## Work request
Every single entry that follows must be copied exactly.
• • • •
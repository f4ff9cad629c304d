// tests/async_tests.rs
//
// Background construction: completions run on the requesting context,
// immediate settlement for early failures, and teardown of that context.

use image_bitmap::engine::{promise_result, PaintRecord};
use image_bitmap::{
    create_image_bitmap_async, BitmapError, BitmapSource, ExecutionContext, ImageBitmapOptions,
    IntRect, PromiseState,
};
use std::time::Duration;

const WAIT: Duration = Duration::from_secs(10);

fn raw_source(width: u32, height: u32) -> BitmapSource {
    BitmapSource::RawPixels {
        data: [10u8, 20, 30, 255].repeat((width * height) as usize),
        width,
        height,
        origin_clean: true,
    }
}

#[test]
fn completion_waits_for_the_origin_context() {
    let ctx = ExecutionContext::new();
    let promise = create_image_bitmap_async(
        raw_source(32, 32),
        None,
        &ImageBitmapOptions::new().resize_width(16),
        &ctx,
    );
    // Nobody pumps the context yet, so the result cannot be delivered.
    assert_eq!(
        promise.wait_settled(Duration::from_millis(200)),
        PromiseState::Pending
    );
    assert_eq!(ctx.run_until_settled(&promise, WAIT), PromiseState::Fulfilled);
    let bitmap = promise_result(&promise).unwrap();
    assert_eq!(bitmap.size(), (16, 16));
}

#[test]
fn several_requests_all_settle() {
    let ctx = ExecutionContext::new();
    let promises: Vec<_> = (1..=4u32)
        .map(|n| {
            create_image_bitmap_async(
                raw_source(8 * n, 8),
                None,
                &ImageBitmapOptions::default(),
                &ctx,
            )
        })
        .collect();
    for (n, promise) in (1..=4u32).zip(&promises) {
        assert_eq!(ctx.run_until_settled(promise, WAIT), PromiseState::Fulfilled);
        assert_eq!(promise_result(promise).unwrap().size(), (8 * n, 8));
    }
}

#[test]
fn option_errors_reject_without_pumping() {
    let ctx = ExecutionContext::new();
    let promise = create_image_bitmap_async(
        raw_source(4, 4),
        None,
        &ImageBitmapOptions::new().resize_quality("best"),
        &ctx,
    );
    assert_eq!(promise.state(), PromiseState::Rejected);
    assert!(promise_result(&promise).is_err());
}

#[test]
fn overflow_rejects_without_pumping() {
    let ctx = ExecutionContext::new();
    let options = ImageBitmapOptions::new()
        .resize_width(65536)
        .resize_height(65536);
    let promise = create_image_bitmap_async(raw_source(4, 4), None, &options, &ctx);
    assert_eq!(promise.state(), PromiseState::Rejected);
}

#[test]
fn disjoint_crop_resolves_immediately() {
    let ctx = ExecutionContext::new();
    let promise = create_image_bitmap_async(
        raw_source(4, 4),
        Some(IntRect::new(100, 100, 3, 5)),
        &ImageBitmapOptions::default(),
        &ctx,
    );
    assert_eq!(promise.state(), PromiseState::Fulfilled);
    let bitmap = promise_result(&promise).unwrap();
    assert_eq!(bitmap.size(), (3, 5));
    assert!(bitmap.copy_bitmap_data_raw().unwrap().iter().all(|&b| b == 0));
}

#[test]
fn vector_source_is_rasterized_at_output_size() {
    let ctx = ExecutionContext::new();
    let record = PaintRecord::new(8, 8).fill_rect(IntRect::new(0, 0, 8, 8), [255, 0, 0, 255]);
    let options = ImageBitmapOptions::new()
        .resize_width(2)
        .resize_height(2)
        .premultiply_alpha("none");
    let promise = create_image_bitmap_async(BitmapSource::vector(record, false), None, &options, &ctx);
    assert_eq!(ctx.run_until_settled(&promise, WAIT), PromiseState::Fulfilled);
    let bitmap = promise_result(&promise).unwrap();
    assert_eq!(bitmap.size(), (2, 2));
    assert!(!bitmap.origin_clean());
    assert!(!bitmap.is_premultiplied());
    assert!(bitmap
        .copy_bitmap_data_raw()
        .unwrap()
        .chunks_exact(4)
        .all(|px| px == [255, 0, 0, 255]));
}

#[test]
fn vector_source_with_color_conversion_is_converted_on_completion() {
    let ctx = ExecutionContext::new();
    let record = PaintRecord::new(4, 4).fill_rect(IntRect::new(0, 0, 4, 4), [0, 255, 0, 255]);
    let options = ImageBitmapOptions::new().color_space_conversion("rec2020");
    let promise = create_image_bitmap_async(BitmapSource::vector(record, true), None, &options, &ctx);
    assert_eq!(ctx.run_until_settled(&promise, WAIT), PromiseState::Fulfilled);
    let bitmap = promise_result(&promise).unwrap();
    assert_eq!(
        bitmap.color_params().pixel_format,
        image_bitmap::engine::PixelFormat::RgbaF16
    );
}

#[test]
fn destroyed_context_never_fulfills() {
    let ctx = ExecutionContext::new();
    let promise = create_image_bitmap_async(
        raw_source(64, 64),
        None,
        &ImageBitmapOptions::new().resize_width(128),
        &ctx,
    );
    ctx.destroy();
    assert!(!ctx.is_alive());
    // The queued or late completion is dropped along with its resolver.
    assert_eq!(promise.wait_settled(WAIT), PromiseState::Abandoned);
    assert!(matches!(
        promise_result(&promise),
        Err(BitmapError::ContextDestroyed)
    ));
}

#[test]
fn dropping_the_context_abandons_pending_work() {
    let promise = {
        let ctx = ExecutionContext::new();
        create_image_bitmap_async(raw_source(16, 16), None, &ImageBitmapOptions::default(), &ctx)
    };
    assert_eq!(promise.wait_settled(WAIT), PromiseState::Abandoned);
}

#[test]
fn failing_background_work_rejects() {
    let ctx = ExecutionContext::new();
    // Declared size passes the up-front checks; the short buffer fails on resolve.
    let source = BitmapSource::RawPixels {
        data: vec![0; 8],
        width: 4,
        height: 4,
        origin_clean: true,
    };
    let promise = create_image_bitmap_async(source, None, &ImageBitmapOptions::default(), &ctx);
    assert_eq!(ctx.run_until_settled(&promise, WAIT), PromiseState::Rejected);
}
• • • •
## Your response
repository f4ff9cad629c304d
// tests/async_tests.rs
//
// Background construction: completions run on the requesting context,
// immediate settlement for early failures, and teardown of that context.

use image_bitmap::engine::{promise_result, PaintRecord};
use image_bitmap::{
    create_image_bitmap_async, BitmapError, BitmapSource, ExecutionContext, ImageBitmapOptions,
    IntRect, PromiseState,
};
use std::time::Duration;

const WAIT: Duration = Duration::from_secs(10);

fn raw_source(width: u32, height: u32) -> BitmapSource {
    BitmapSource::RawPixels {
        data: [10u8, 20, 30, 255].repeat((width * height) as usize),
        width,
        height,
        origin_clean: true,
    }
}

#[test]
fn completion_waits_for_the_origin_context() {
    let ctx = ExecutionContext::new();
    let promise = create_image_bitmap_async(
        raw_source(32, 32),
        None,
        &ImageBitmapOptions::new().resize_width(16),
        &ctx,
    );
    // Nobody pumps the context yet, so the result cannot be delivered.
    assert_eq!(
        promise.wait_settled(Duration::from_millis(200)),
        PromiseState::Pending
    );
    assert_eq!(ctx.run_until_settled(&promise, WAIT), PromiseState::Fulfilled);
    let bitmap = promise_result(&promise).unwrap();
    assert_eq!(bitmap.size(), (16, 16));
}

#[test]
fn several_requests_all_settle() {
    let ctx = ExecutionContext::new();
    let promises: Vec<_> = (1..=4u32)
        .map(|n| {
            create_image_bitmap_async(
                raw_source(8 * n, 8),
                None,
                &ImageBitmapOptions::default(),
                &ctx,
            )
        })
        .collect();
    for (n, promise) in (1..=4u32).zip(&promises) {
        assert_eq!(ctx.run_until_settled(promise, WAIT), PromiseState::Fulfilled);
        assert_eq!(promise_result(promise).unwrap().size(), (8 * n, 8));
    }
}

#[test]
fn option_errors_reject_without_pumping() {
    let ctx = ExecutionContext::new();
    let promise = create_image_bitmap_async(
        raw_source(4, 4),
        None,
        &ImageBitmapOptions::new().resize_quality("best"),
        &ctx,
    );
    assert_eq!(promise.state(), PromiseState::Rejected);
    assert!(promise_result(&promise).is_err());
}

#[test]
fn overflow_rejects_without_pumping() {
    let ctx = ExecutionContext::new();
    let options = ImageBitmapOptions::new()
        .resize_width(65536)
        .resize_height(65536);
    let promise = create_image_bitmap_async(raw_source(4, 4), None, &options, &ctx);
    assert_eq!(promise.state(), PromiseState::Rejected);
}

#[test]
fn disjoint_crop_resolves_immediately() {
    let ctx = ExecutionContext::new();
    let promise = create_image_bitmap_async(
        raw_source(4, 4),
        Some(IntRect::new(100, 100, 3, 5)),
        &ImageBitmapOptions::default(),
        &ctx,
    );
    assert_eq!(promise.state(), PromiseState::Fulfilled);
    let bitmap = promise_result(&promise).unwrap();
    assert_eq!(bitmap.size(), (3, 5));
    assert!(bitmap.copy_bitmap_data_raw().unwrap().iter().all(|&b| b == 0));
}

#[test]
fn vector_source_is_rasterized_at_output_size() {
    let ctx = ExecutionContext::new();
    let record = PaintRecord::new(8, 8).fill_rect(IntRect::new(0, 0, 8, 8), [255, 0, 0, 255]);
    let options = ImageBitmapOptions::new()
        .resize_width(2)
        .resize_height(2)
        .premultiply_alpha("none");
    let promise = create_image_bitmap_async(BitmapSource::vector(record, false), None, &options, &ctx);
    assert_eq!(ctx.run_until_settled(&promise, WAIT), PromiseState::Fulfilled);
    let bitmap = promise_result(&promise).unwrap();
    assert_eq!(bitmap.size(), (2, 2));
    assert!(!bitmap.origin_clean());
    assert!(!bitmap.is_premultiplied());
    assert!(bitmap
        .copy_bitmap_data_raw()
        .unwrap()
        .chunks_exact(4)
        .all(|px| px == [255, 0, 0, 255]));
}

#[test]
fn vector_source_with_color_conversion_is_converted_on_completion() {
    let ctx = ExecutionContext::new();
    let record = PaintRecord::new(4, 4).fill_rect(IntRect::new(0, 0, 4, 4), [0, 255, 0, 255]);
    let options = ImageBitmapOptions::new().color_space_conversion("rec2020");
    let promise = create_image_bitmap_async(BitmapSource::vector(record, true), None, &options, &ctx);
    assert_eq!(ctx.run_until_settled(&promise, WAIT), PromiseState::Fulfilled);
    let bitmap = promise_result(&promise).unwrap();
    assert_eq!(
        bitmap.color_params().pixel_format,
        image_bitmap::engine::PixelFormat::RgbaF16
    );
}

#[test]
fn destroyed_context_never_fulfills() {
    let ctx = ExecutionContext::new();
    let promise = create_image_bitmap_async(
        raw_source(64, 64),
        None,
        &ImageBitmapOptions::new().resize_width(128),
        &ctx,
    );
    ctx.destroy();
    assert!(!ctx.is_alive());
    // The queued or late completion is dropped along with its resolver.
    assert_eq!(promise.wait_settled(WAIT), PromiseState::Abandoned);
    assert!(matches!(
        promise_result(&promise),
        Err(BitmapError::ContextDestroyed)
    ));
}

#[test]
fn dropping_the_context_abandons_pending_work() {
    let promise = {
        let ctx = ExecutionContext::new();
        create_image_bitmap_async(raw_source(16, 16), None, &ImageBitmapOptions::default(), &ctx)
    };
    assert_eq!(promise.wait_settled(WAIT), PromiseState::Abandoned);
}

#[test]
fn failing_background_work_rejects() {
    let ctx = ExecutionContext::new();
    // Declared size passes the up-front checks; the short buffer fails on resolve.
    let source = BitmapSource::RawPixels {
        data: vec![0; 8],
        width: 4,
        height: 4,
        origin_clean: true,
    };
    let promise = create_image_bitmap_async(source, None, &ImageBitmapOptions::default(), &ctx);
    assert_eq!(ctx.run_until_settled(&promise, WAIT), PromiseState::Rejected);
}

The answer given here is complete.